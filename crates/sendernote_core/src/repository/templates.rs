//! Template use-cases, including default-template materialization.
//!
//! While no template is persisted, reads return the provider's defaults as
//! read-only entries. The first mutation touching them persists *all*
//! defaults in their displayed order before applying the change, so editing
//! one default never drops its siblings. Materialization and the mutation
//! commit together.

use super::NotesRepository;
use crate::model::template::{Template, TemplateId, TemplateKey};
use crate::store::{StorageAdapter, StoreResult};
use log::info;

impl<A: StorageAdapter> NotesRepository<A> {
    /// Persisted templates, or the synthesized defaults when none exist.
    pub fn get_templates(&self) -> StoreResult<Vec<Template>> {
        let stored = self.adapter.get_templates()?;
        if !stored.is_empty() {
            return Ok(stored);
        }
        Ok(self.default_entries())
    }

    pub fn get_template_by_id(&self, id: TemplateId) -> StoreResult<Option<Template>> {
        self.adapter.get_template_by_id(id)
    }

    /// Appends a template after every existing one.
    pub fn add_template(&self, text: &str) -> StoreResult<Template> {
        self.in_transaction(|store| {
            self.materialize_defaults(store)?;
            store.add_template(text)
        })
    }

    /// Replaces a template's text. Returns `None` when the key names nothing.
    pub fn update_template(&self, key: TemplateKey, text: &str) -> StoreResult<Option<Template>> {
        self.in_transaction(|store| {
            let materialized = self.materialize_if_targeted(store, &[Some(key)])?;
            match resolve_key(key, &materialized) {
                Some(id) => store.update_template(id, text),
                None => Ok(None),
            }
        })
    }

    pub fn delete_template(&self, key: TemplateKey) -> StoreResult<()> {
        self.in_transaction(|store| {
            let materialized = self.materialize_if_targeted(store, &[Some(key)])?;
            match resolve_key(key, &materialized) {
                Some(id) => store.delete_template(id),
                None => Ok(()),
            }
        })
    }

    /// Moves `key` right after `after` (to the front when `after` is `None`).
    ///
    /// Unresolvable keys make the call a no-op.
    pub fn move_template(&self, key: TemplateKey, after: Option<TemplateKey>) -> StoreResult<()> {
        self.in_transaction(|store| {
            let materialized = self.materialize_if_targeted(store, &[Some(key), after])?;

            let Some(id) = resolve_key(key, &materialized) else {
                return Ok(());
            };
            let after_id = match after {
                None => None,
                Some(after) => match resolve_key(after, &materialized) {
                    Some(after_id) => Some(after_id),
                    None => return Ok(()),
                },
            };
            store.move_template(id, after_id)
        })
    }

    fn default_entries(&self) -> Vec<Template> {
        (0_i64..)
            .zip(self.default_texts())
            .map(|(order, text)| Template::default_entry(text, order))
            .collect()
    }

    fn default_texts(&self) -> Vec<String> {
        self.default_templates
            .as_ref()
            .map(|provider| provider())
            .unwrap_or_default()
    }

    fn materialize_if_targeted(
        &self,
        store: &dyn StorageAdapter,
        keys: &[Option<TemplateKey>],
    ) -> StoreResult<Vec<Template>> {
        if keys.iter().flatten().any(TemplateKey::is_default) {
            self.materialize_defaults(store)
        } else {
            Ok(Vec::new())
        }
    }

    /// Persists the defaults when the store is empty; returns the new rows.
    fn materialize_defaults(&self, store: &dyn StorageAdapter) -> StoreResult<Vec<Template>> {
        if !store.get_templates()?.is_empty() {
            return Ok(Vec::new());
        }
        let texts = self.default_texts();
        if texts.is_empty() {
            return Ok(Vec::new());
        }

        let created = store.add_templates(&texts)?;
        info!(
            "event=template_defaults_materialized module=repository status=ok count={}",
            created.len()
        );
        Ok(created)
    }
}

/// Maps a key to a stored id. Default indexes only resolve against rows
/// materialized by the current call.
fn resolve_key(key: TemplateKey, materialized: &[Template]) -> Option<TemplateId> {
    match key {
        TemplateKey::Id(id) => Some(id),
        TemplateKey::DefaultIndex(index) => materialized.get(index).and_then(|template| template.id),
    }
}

----

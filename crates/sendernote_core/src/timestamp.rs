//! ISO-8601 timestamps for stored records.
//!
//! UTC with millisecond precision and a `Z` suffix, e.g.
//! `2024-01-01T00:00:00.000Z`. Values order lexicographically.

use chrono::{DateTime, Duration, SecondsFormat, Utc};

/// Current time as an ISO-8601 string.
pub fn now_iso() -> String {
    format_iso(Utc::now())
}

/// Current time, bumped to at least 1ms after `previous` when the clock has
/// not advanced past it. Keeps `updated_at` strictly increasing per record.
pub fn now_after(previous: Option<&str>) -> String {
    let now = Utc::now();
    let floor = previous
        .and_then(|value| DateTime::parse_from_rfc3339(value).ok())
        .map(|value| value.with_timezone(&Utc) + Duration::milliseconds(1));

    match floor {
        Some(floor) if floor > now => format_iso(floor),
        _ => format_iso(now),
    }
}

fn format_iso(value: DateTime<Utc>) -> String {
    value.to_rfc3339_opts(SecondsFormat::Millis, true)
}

----

| THE PROBLEM |
What the answer needs is every line from the data above with "Some" in it.

| EXERCISE ANSWER |
            let materialized = self.materialize_if_targeted(store, &[Some(key)])?;
                Some(id) => store.update_template(id, text),
            let materialized = self.materialize_if_targeted(store, &[Some(key)])?;
                Some(id) => store.delete_template(id),
            let materialized = self.materialize_if_targeted(store, &[Some(key), after])?;
            let Some(id) = resolve_key(key, &materialized) else {
                Some(after) => match resolve_key(after, &materialized) {
                    Some(after_id) => Some(after_id),
        TemplateKey::Id(id) => Some(id),
        Some(floor) if floor > now => format_iso(floor),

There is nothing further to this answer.